BusinessWeek recently highlighted Driptech among their “Most Intriguing Businesses.” I first met Peter Frykman when he participated in our 2008 Green Technology Entrepreneurship Academy, passionate about the commercial opportunities he could envision for his new technology.Driptech_product

There are countless social entrepreneurs starting businesses in the developed world for customers in the developing world.  Most exceed the intentions-to-understanding ratio. Peter and Driptech had the advantage of going through Jim Patell’s Design for Extreme Affordability class at Stanford, and its focus on the user and use context, and seemed to have broken through to actual usefulness.

As BusinessWeek says

Frykman’s breakthrough was the realization that such systems didn’t
have to be made in large manufacturing facilities and then exported
abroad.
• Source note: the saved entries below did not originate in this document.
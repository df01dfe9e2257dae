//! User-configurable segment durations.
//!
//! Durations are whole seconds everywhere inside the engine. The remote
//! `timer_settings` table stores minutes (the hosted schema predates this
//! crate), so the conversion happens only at that boundary and sub-minute
//! precision is not round-tripped across devices.

use serde::{Deserialize, Serialize};
use serde_json::json;

use super::Mode;
use crate::error::{CoreError, Result};
use crate::remote::{RemoteError, RemoteStore};

pub const DEFAULT_FOCUS_SECS: u32 = 25 * 60;
pub const DEFAULT_SHORT_BREAK_SECS: u32 = 5 * 60;
pub const DEFAULT_LONG_BREAK_SECS: u32 = 15 * 60;
pub const DEFAULT_LONG_BREAK_INTERVAL: u32 = 4;

const TIMER_SETTINGS_TABLE: &str = "timer_settings";

/// Segment durations in seconds plus the long-break cadence.
///
/// Replaced wholesale on update; a rejected update leaves the previous
/// value untouched.
#[derive(Debug, Clone, Copy, PartialEq, Eq, Serialize, Deserialize)]
pub struct TimerSettings {
    pub focus: u32,
    pub short_break: u32,
    pub long_break: u32,
    pub long_break_interval: u32,
}

impl Default for TimerSettings {
    fn default() -> Self {
        Self {
            focus: DEFAULT_FOCUS_SECS,
            short_break: DEFAULT_SHORT_BREAK_SECS,
            long_break: DEFAULT_LONG_BREAK_SECS,
            long_break_interval: DEFAULT_LONG_BREAK_INTERVAL,
        }
    }
}

impl TimerSettings {
    /// Duration in seconds for a mode. The mapping is a closed enumeration,
    /// not a string lookup.
    pub fn duration_for(&self, mode: Mode) -> u32 {
        match mode {
            Mode::Focus => self.focus,
            Mode::ShortBreak => self.short_break,
            Mode::LongBreak => self.long_break,
        }
    }

    /// All durations must be positive and the interval at least 1.
    pub fn validate(&self) -> Result<()> {
        let reject = |reason: &str| {
            Err(CoreError::InvalidSettings {
                reason: reason.to_string(),
            })
        };
        if self.focus == 0 {
            return reject("focus duration must be positive");
        }
        if self.short_break == 0 {
            return reject("short break duration must be positive");
        }
        if self.long_break == 0 {
            return reject("long break duration must be positive");
        }
        if self.long_break_interval == 0 {
            return reject("long break interval must be at least 1");
        }
        Ok(())
    }

    /// Fetch this user's durations from the remote `timer_settings` table.
    ///
    /// Returns `None` when no row exists yet. The interval is carried over
    /// from `current` since the table has no interval column.
    pub fn fetch_remote(
        remote: &dyn RemoteStore,
        user_id: &str,
        current: &TimerSettings,
    ) -> Result<Option<TimerSettings>, RemoteError> {
        let rows = remote.select(TIMER_SETTINGS_TABLE, &[("user_id", user_id)], &[])?;
        let Some(row) = rows.first() else {
            return Ok(None);
        };
        let minutes = |key: &str, fallback: u32| -> u32 {
            row.get(key)
                .and_then(|v| v.as_u64())
                .map(|m| (m as u32).saturating_mul(60))
                .filter(|secs| *secs > 0)
                .unwrap_or(fallback)
        };
        Ok(Some(TimerSettings {
            focus: minutes("focus_time", current.focus),
            short_break: minutes("short_break", current.short_break),
            long_break: minutes("long_break", current.long_break),
            long_break_interval: current.long_break_interval,
        }))
    }

    /// Upsert this user's durations into the remote `timer_settings` table,
    /// in minutes, keyed by `user_id`.
    pub fn store_remote(
        &self,
        remote: &dyn RemoteStore,
        user_id: &str,
    ) -> Result<(), RemoteError> {
        let row = json!({
            "user_id": user_id,
            "focus_time": self.focus / 60,
            "short_break": self.short_break / 60,
            "long_break": self.long_break / 60,
        });
        remote.upsert(TIMER_SETTINGS_TABLE, &[row], "user_id")
    }
}
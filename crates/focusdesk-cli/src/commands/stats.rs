//! Segment statistics commands.

use clap::Subcommand;
use focusdesk_core::storage::Database;

#[derive(Subcommand)]
pub enum StatsAction {
    /// Today's completed segments
    Today,
    /// All-time totals
    All,
    /// Most recent completed segments
    Recent {
        #[arg(long, default_value = "10")]
        limit: usize,
    },
}

pub fn run(action: StatsAction) -> Result<(), Box<dyn std::error::Error>> {
    let db = Database::open()?;

    match action {
        StatsAction::Today => {
            let stats = db.stats_today()?;
            println!("{}", serde_json::to_string_pretty(&stats)?);
        }
        StatsAction::All => {
            let stats = db.stats_all()?;
            println!("{}", serde_json::to_string_pretty(&stats)?);
        }
        StatsAction::Recent { limit } => {
            let records = db.recent_sessions(limit)?;
            println!("{}", serde_json::to_string_pretty(&records)?);
        }
    }
    Ok(())
}
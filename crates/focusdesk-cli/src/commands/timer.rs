//! Timer control commands.
//!
//! The engine is parked in the kv store between invocations, so the
//! countdown keeps running across CLI calls; `status` ticks it and records
//! any segment that completed while nobody was looking.

use chrono::{Duration, Utc};
use clap::Subcommand;
use focusdesk_core::storage::{Config, Database};
use focusdesk_core::{format_time, Event, Mode, Session, TimerEngine, TimerSettings};

use super::build_remote;

const ENGINE_KEY: &str = "timer_engine";

#[derive(Subcommand)]
pub enum TimerAction {
    /// Start the countdown (no-op when already running)
    Start,
    /// Pause the countdown (no-op when already stopped)
    Pause,
    /// Flip between running and stopped
    Toggle,
    /// Switch mode; the countdown resets and stays stopped
    Switch {
        /// focus, short-break or long-break
        mode: Mode,
    },
    /// Reset the countdown to the full duration
    Reset {
        /// Reset into this mode instead of the current one
        #[arg(long)]
        mode: Option<Mode>,
    },
    /// Tick, then print the current timer state as JSON
    Status {
        /// Print a human-readable line instead of JSON
        #[arg(long)]
        pretty: bool,
    },
    /// Update segment durations (minutes) and the long-break interval
    Set {
        #[arg(long)]
        focus: Option<u32>,
        #[arg(long)]
        short_break: Option<u32>,
        #[arg(long)]
        long_break: Option<u32>,
        #[arg(long)]
        interval: Option<u32>,
    },
    /// Pull durations from the remote settings table
    Sync,
}

fn load_engine(db: &Database, config: &Config) -> TimerEngine {
    if let Ok(Some(json)) = db.kv_get(ENGINE_KEY) {
        if let Ok(engine) = serde_json::from_str::<TimerEngine>(&json) {
            return engine;
        }
    }
    TimerEngine::new(config.timer_settings())
}

fn save_engine(db: &Database, engine: &TimerEngine) -> Result<(), Box<dyn std::error::Error>> {
    let json = serde_json::to_string(engine)?;
    db.kv_set(ENGINE_KEY, &json)?;
    Ok(())
}

fn print_event(event: &Event) -> Result<(), Box<dyn std::error::Error>> {
    println!("{}", serde_json::to_string_pretty(event)?);
    Ok(())
}

/// Record a completed segment into the sessions table.
fn record_completion(db: &Database, engine: &TimerEngine, event: &Event) {
    if let Event::SegmentCompleted { completed, .. } = event {
        let duration_secs = engine.settings().duration_for(*completed);
        let completed_at = Utc::now();
        let started_at = completed_at - Duration::seconds(i64::from(duration_secs));
        if let Err(e) = db.record_session(
            *completed,
            u64::from(duration_secs) / 60,
            started_at,
            completed_at,
        ) {
            tracing::warn!(error = %e, "failed to record completed segment");
        }
    }
}

pub fn run(action: TimerAction) -> Result<(), Box<dyn std::error::Error>> {
    let db = Database::open()?;
    let config = Config::load_or_default();
    let mut engine = load_engine(&db, &config);

    match action {
        TimerAction::Start => {
            if !engine.is_running() {
                let event = engine.toggle();
                print_event(&event)?;
            } else {
                print_event(&engine.snapshot())?;
            }
        }
        TimerAction::Pause => {
            if engine.is_running() {
                let event = engine.toggle();
                print_event(&event)?;
            } else {
                print_event(&engine.snapshot())?;
            }
        }
        TimerAction::Toggle => {
            let event = engine.toggle();
            print_event(&event)?;
        }
        TimerAction::Switch { mode } => {
            let event = engine.switch_mode(mode, false);
            print_event(&event)?;
        }
        TimerAction::Reset { mode } => {
            let event = engine.reset(mode);
            print_event(&event)?;
        }
        TimerAction::Status { pretty } => {
            if let Some(event) = engine.tick() {
                record_completion(&db, &engine, &event);
                print_event(&event)?;
            }
            if pretty {
                println!(
                    "{} {} ({})",
                    engine.mode().label(),
                    format_time(engine.time_left_secs()),
                    if engine.is_running() { "running" } else { "stopped" }
                );
            } else {
                print_event(&engine.snapshot())?;
            }
        }
        TimerAction::Set {
            focus,
            short_break,
            long_break,
            interval,
        } => {
            let mut config = Config::load_or_default();
            if let Some(m) = focus {
                config.timer.focus_min = m;
            }
            if let Some(m) = short_break {
                config.timer.short_break_min = m;
            }
            if let Some(m) = long_break {
                config.timer.long_break_min = m;
            }
            if let Some(n) = interval {
                config.timer.long_break_interval = n;
            }

            let settings = config.timer_settings();
            let event = engine.update_settings(settings)?;
            config.save()?;
            print_event(&event)?;

            push_settings_best_effort(&config, &settings);
        }
        TimerAction::Sync => {
            let session = Session::load();
            let auth = session.auth_state();
            let Some(user) = auth.current_user else {
                return Err("sign in before syncing timer settings".into());
            };
            let Some(remote) = build_remote(&config, &session)? else {
                return Err("sync is not configured (set sync.base_url and sync.api_key)".into());
            };

            match TimerSettings::fetch_remote(remote.as_ref(), &user.id, engine.settings())? {
                Some(settings) => {
                    let mut config = Config::load_or_default();
                    config.timer.focus_min = settings.focus / 60;
                    config.timer.short_break_min = settings.short_break / 60;
                    config.timer.long_break_min = settings.long_break / 60;
                    config.save()?;

                    let event = engine.update_settings(settings)?;
                    print_event(&event)?;
                }
                None => println!("no remote timer settings stored yet"),
            }
        }
    }

    save_engine(&db, &engine)?;
    Ok(())
}

/// Mirror new durations to the remote settings table when signed in.
/// Failures are logged, never fatal: the local update already applied.
fn push_settings_best_effort(config: &Config, settings: &TimerSettings) {
    let session = Session::load();
    let auth = session.auth_state();
    let Some(user) = auth.current_user else {
        return;
    };
    match build_remote(config, &session) {
        Ok(Some(remote)) => {
            if let Err(e) = settings.store_remote(remote.as_ref(), &user.id) {
                tracing::warn!(error = %e, "timer settings did not reach the remote store");
            }
        }
        Ok(None) => {}
        Err(e) => tracing::warn!(error = %e, "could not build remote client"),
    }
}
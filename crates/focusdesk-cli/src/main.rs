use clap::{Parser, Subcommand};
use tracing_subscriber::EnvFilter;

mod commands;

#[derive(Parser)]
#[command(name = "focusdesk-cli", version, about = "Focusdesk CLI")]
struct Cli {
    #[command(subcommand)]
    command: Commands,
}

#[derive(Subcommand)]
enum Commands {
    /// Timer control
    Timer {
        #[command(subcommand)]
        action: commands::timer::TimerAction,
    },
    /// Task management
    Task {
        #[command(subcommand)]
        action: commands::task::TaskAction,
    },
    /// Workspace management
    Workspace {
        #[command(subcommand)]
        action: commands::workspace::WorkspaceAction,
    },
    /// Configuration management
    Config {
        #[command(subcommand)]
        action: commands::config::ConfigAction,
    },
    /// Segment statistics
    Stats {
        #[command(subcommand)]
        action: commands::stats::StatsAction,
    },
    /// Session management
    Auth {
        #[command(subcommand)]
        action: commands::auth::AuthAction,
    },
}

fn init_logging() {
    let filter = EnvFilter::try_from_env("FOCUSDESK_LOG")
        .unwrap_or_else(|_| EnvFilter::new("warn"));
    tracing_subscriber::fmt()
        .with_env_filter(filter)
        .with_writer(std::io::stderr)
        .init();
}

fn main() {
    init_logging();

    let cli = Cli::parse();
    let result = match cli.command {
        Commands::Timer { action } => commands::timer::run(action),
        Commands::Task { action } => commands::task::run(action),
        Commands::Workspace { action } => commands::workspace::run(action),
        Commands::Config { action } => commands::config::run(action),
        Commands::Stats { action } => commands::stats::run(action),
        Commands::Auth { action } => commands::auth::run(action),
    };

    if let Err(e) = result {
        eprintln!("error: {e}");
        std::process::exit(1);
    }
}
//! Core error types for focusdesk-core.
//!
//! Synchronous rejections (`InvalidSettings`, `InvalidInput`,
//! `NoWorkspaceSelected`, `Unauthenticated`) are raised before any local
//! mutation takes place. `Sync` is raised after an optimistic local mutation
//! has already applied; the local state is retained.

use thiserror::Error;

use crate::remote::RemoteError;

/// Core error type for focusdesk-core.
#[derive(Error, Debug)]
pub enum CoreError {
    /// Rejected settings update. No field of the previous settings changes.
    #[error("invalid timer settings: {reason}")]
    InvalidSettings { reason: String },

    /// Malformed caller input (empty title, unparsable field).
    #[error("invalid input: {reason}")]
    InvalidInput { reason: String },

    /// Task creation attempted while signed in with no current workspace.
    #[error("no workspace selected")]
    NoWorkspaceSelected,

    /// Workspace mutation attempted without identity, or against a
    /// workspace owned by someone else.
    #[error("not signed in")]
    Unauthenticated,

    /// Remote persistence failed. The optimistic local mutation, if any,
    /// is never rolled back.
    #[error("sync failed: {0}")]
    Sync(#[from] RemoteError),

    #[error("task not found: {0}")]
    TaskNotFound(String),

    #[error("workspace not found: {0}")]
    WorkspaceNotFound(String),

    /// SQLite storage errors
    #[error("storage error: {0}")]
    Storage(#[from] rusqlite::Error),

    /// Configuration load/save/parse errors
    #[error("config error: {0}")]
    Config(String),

    /// IO errors
    #[error("io error: {0}")]
    Io(#[from] std::io::Error),

    /// Serialization/deserialization errors
    #[error("json error: {0}")]
    Json(#[from] serde_json::Error),
}

/// Result type alias for CoreError
pub type Result<T, E = CoreError> = std::result::Result<T, E>;
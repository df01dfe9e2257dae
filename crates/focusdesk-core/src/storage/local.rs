//! Device-local mirror for anonymous-mode tasks.
//!
//! When no identity is present the whole task collection lives under a
//! single kv key, serialized as JSON. Signing in leaves the mirror alone;
//! migrating anonymous tasks into a workspace is not this crate's concern.

use super::database::Database;
use crate::error::Result;
use crate::task::Task;

const LOCAL_TASKS_KEY: &str = "local_tasks";

/// Kv-backed store for the anonymous task collection.
pub struct LocalStore {
    db: Database,
}

impl LocalStore {
    pub fn open() -> Result<Self> {
        Ok(Self {
            db: Database::open()?,
        })
    }

    pub fn with_database(db: Database) -> Self {
        Self { db }
    }

    pub fn load_tasks(&self) -> Result<Vec<Task>> {
        match self.db.kv_get(LOCAL_TASKS_KEY)? {
            Some(json) => Ok(serde_json::from_str(&json)?),
            None => Ok(Vec::new()),
        }
    }

    pub fn save_tasks(&self, tasks: &[Task]) -> Result<()> {
        let json = serde_json::to_string(tasks)?;
        self.db.kv_set(LOCAL_TASKS_KEY, &json)
    }

    pub fn clear(&self) -> Result<()> {
        self.db.kv_delete(LOCAL_TASKS_KEY)
    }
}
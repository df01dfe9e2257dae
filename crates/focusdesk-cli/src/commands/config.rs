//! Configuration management commands.

use clap::Subcommand;
use focusdesk_core::storage::Config;

#[derive(Subcommand)]
pub enum ConfigAction {
    /// Print the whole configuration
    Show,
    /// Get a value by dot-separated key, e.g. `timer.focus_min`
    Get {
        /// Config key
        key: String,
    },
    /// Set a value by dot-separated key
    Set {
        /// Config key
        key: String,
        /// New value
        value: String,
    },
}

pub fn run(action: ConfigAction) -> Result<(), Box<dyn std::error::Error>> {
    match action {
        ConfigAction::Show => {
            let config = Config::load_or_default();
            println!("{}", serde_json::to_string_pretty(&config)?);
        }
        ConfigAction::Get { key } => {
            let config = Config::load_or_default();
            match config.get(&key) {
                Some(value) => println!("{value}"),
                None => return Err(format!("unknown config key: {key}").into()),
            }
        }
        ConfigAction::Set { key, value } => {
            let mut config = Config::load_or_default();
            config.set(&key, &value)?;
            println!("{key} = {value}");
        }
    }
    Ok(())
}
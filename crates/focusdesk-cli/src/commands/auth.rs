//! Session management commands.
//!
//! Sign-in itself happens against the hosted auth provider; these commands
//! store and inspect the resulting device session.

use clap::Subcommand;
use focusdesk_core::{GateDecision, GatePolicy, Identity, Session};

#[derive(Subcommand)]
pub enum AuthAction {
    /// Print session status as JSON
    Status,
    /// Store a session obtained from the auth provider
    Login {
        /// Access token
        #[arg(long)]
        token: String,
        /// User id the token belongs to
        #[arg(long)]
        user_id: String,
        #[arg(long)]
        email: Option<String>,
    },
    /// Clear the stored session
    Logout,
    /// Evaluate the route gate for a request path
    Gate {
        /// Request path, e.g. /tasks or /dashboard
        path: String,
    },
}

pub fn run(action: AuthAction) -> Result<(), Box<dyn std::error::Error>> {
    match action {
        AuthAction::Status => {
            let session = Session::load();
            let auth = session.auth_state();
            let status = serde_json::json!({
                "signed_in": auth.is_authenticated(),
                "valid": session.is_valid(),
                "user": session.user,
                "last_activity": session.last_activity,
            });
            println!("{}", serde_json::to_string_pretty(&status)?);
        }
        AuthAction::Login {
            token,
            user_id,
            email,
        } => {
            let mut session = Session {
                access_token: Some(token),
                user: Some(Identity { id: user_id, email }),
                last_activity: None,
            };
            session.touch();
            session.save()?;
            println!("Signed in as {}", session.user.as_ref().map(|u| u.id.as_str()).unwrap_or("?"));
        }
        AuthAction::Logout => {
            Session::clear()?;
            println!("Signed out");
        }
        AuthAction::Gate { path } => {
            let session = Session::load();
            let decision = GatePolicy::default().evaluate(&path, &session);
            match decision {
                GateDecision::Allow => println!("allow {path}"),
                GateDecision::RedirectHome => println!("redirect {path} -> /"),
            }
        }
    }
    Ok(())
}
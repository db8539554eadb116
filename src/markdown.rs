use pulldown_cmark::{Options, Parser, html};

use crate::content::{ClipboardItem, CopyContent};

fn parser_options() -> Options {
    Options::ENABLE_TABLES | Options::ENABLE_STRIKETHROUGH | Options::ENABLE_TASKLISTS
}

pub fn render_html(markdown: &str) -> String {
    let parser = Parser::new_ext(markdown, parser_options());
    let mut output = String::new();
    html::push_html(&mut output, parser);
    output
}

/// Rich content for a Markdown document: the rendered HTML, with the source
/// kept as the plain-text representation.
pub fn markdown_content(markdown: &str) -> CopyContent {
    ClipboardItem::with_html(markdown, render_html(markdown)).into()
}

#[cfg(test)]
mod tests {
    use super::*;

    #[test]
    fn test_render_emphasis() {
        assert_eq!(render_html("**A**"), "<p><strong>A</strong></p>\n");
    }

    #[test]
    fn test_render_task_list() {
        let html = render_html("- [x] done\n- [ ] open\n");
        assert!(html.contains("<ul>"));
        assert!(html.contains("checked"));
    }

    #[test]
    fn test_markdown_content_keeps_source_as_text() {
        let content = markdown_content("# Title");
        assert_eq!(content.text(), "# Title");
        assert_eq!(content.html(), Some("<h1>Title</h1>\n"));
    }

    #[test]
    fn test_empty_markdown_is_plain() {
        let content = markdown_content("");
        assert_eq!(content.text(), "");
        assert!(!content.is_rich());
    }
}
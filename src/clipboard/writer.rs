use std::fmt;
use std::sync::Arc;

use tracing::debug;

use super::{ClipboardEnv, ClipboardPayload, LegacyDocument, RegionId, RegionStyle, SystemClipboard};
use crate::content::CopyContent;
use crate::error::CopyError;

/// Mechanism that ended up placing the content on the clipboard.
#[derive(Debug, Clone, Copy, PartialEq, Eq)]
pub enum WriteTier {
    Rich,
    Plain,
    Legacy,
}

impl fmt::Display for WriteTier {
    fn fmt(&self, f: &mut fmt::Formatter<'_>) -> fmt::Result {
        let name = match self {
            WriteTier::Rich => "rich",
            WriteTier::Plain => "plain-text",
            WriteTier::Legacy => "legacy",
        };
        write!(f, "{name}")
    }
}

/// Writes content through the best capability the host offers.
///
/// Order of preference: rich write (only for content with HTML), plain-text
/// write, then the legacy copy command when no plain-text write exists.
/// A rich-write failure falls through silently; a plain-text failure is final.
#[derive(Clone)]
pub struct ClipboardWriter {
    env: Arc<dyn ClipboardEnv>,
}

impl ClipboardWriter {
    pub fn new(env: Arc<dyn ClipboardEnv>) -> Self {
        Self { env }
    }

    pub fn system() -> Self {
        Self::new(Arc::new(SystemClipboard::new()))
    }

    pub async fn write(&self, content: &CopyContent) -> Result<WriteTier, CopyError> {
        let text = content.text();

        if let (Some(html), Some(rich)) = (content.html(), self.env.rich_write()) {
            let payload = ClipboardPayload::rich(text, html);
            match rich.write(&payload).await {
                Ok(()) => {
                    debug!(tier = %WriteTier::Rich, "Content copied to clipboard");
                    return Ok(WriteTier::Rich);
                }
                Err(e) => {
                    debug!(error = %e, "Rich clipboard write failed, falling back to plain text");
                }
            }
        }

        if let Some(plain) = self.env.plain_write() {
            plain.write_text(text).await.map_err(CopyError::normalize)?;
            debug!(tier = %WriteTier::Plain, "Content copied to clipboard");
            return Ok(WriteTier::Plain);
        }

        debug!("No plain-text clipboard write available, using legacy copy command");
        legacy_copy(self.env.document(), text).await?;
        debug!(tier = %WriteTier::Legacy, "Content copied to clipboard");
        Ok(WriteTier::Legacy)
    }
}

impl fmt::Debug for ClipboardWriter {
    fn fmt(&self, f: &mut fmt::Formatter<'_>) -> fmt::Result {
        f.debug_struct("ClipboardWriter").finish_non_exhaustive()
    }
}

/// A temporary region that is removed from the document when dropped.
struct StagedRegion<'a> {
    document: &'a dyn LegacyDocument,
    id: RegionId,
}

impl<'a> StagedRegion<'a> {
    fn create(document: &'a dyn LegacyDocument, text: &str) -> Result<Self, CopyError> {
        let id = document
            .create_region(text, RegionStyle::OFFSCREEN)
            .map_err(CopyError::normalize)?;
        Ok(Self { document, id })
    }
}

impl Drop for StagedRegion<'_> {
    fn drop(&mut self) {
        self.document.remove_region(self.id);
    }
}

async fn legacy_copy(document: &dyn LegacyDocument, text: &str) -> Result<(), CopyError> {
    let region = StagedRegion::create(document, text)?;
    document.select_all(region.id).map_err(CopyError::normalize)?;

    match document.exec_copy(region.id).await {
        Ok(true) => Ok(()),
        Ok(false) => Err(CopyError::CommandFailed),
        Err(e) => Err(CopyError::normalize(e)),
    }
}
Instead, they could be made with cheap plastic tubing and
compact precision lasers, even in facilities in target markets.

Driptech’s innovation includes a better drip irrigation system—cheap enough and simple enough for small-scale farmers—along with a better manufacturing process. And it’s the production process, as much as the product, that enables broad diffusion.  Manufacturing is localized and draws on low cost and globally available materials (polyethylene tubing). In BusSpeak, that means value creation is pushed to the margins of the network, to the benefit of the local and critical partners in distribution, sales, and service.

Distributed production may be the coming industrial revolution–the tools that enable small and local producers to acquire precision manufacturing capabilities.  First to produce someone else’s designs but soon enough to be able to adapt and reconfigure for their own.  Given its product and mission, Driptech could be one of the more rewarding of the early examples.

 

2 thoughts on “Driptech and the opportunities in distributed production

  1. Andy,
    Thanks for your comments about my company, Driptech. As a mechanical engineer the tremendous promise of distributed manufacturing is what keeps me up at night. It won’t be long until we can put everything we need for a drip irrigation factory into a shipping container and make our product anywhere in the world! This helps cut out cost from transportation and logistics, and shortens the path to customer.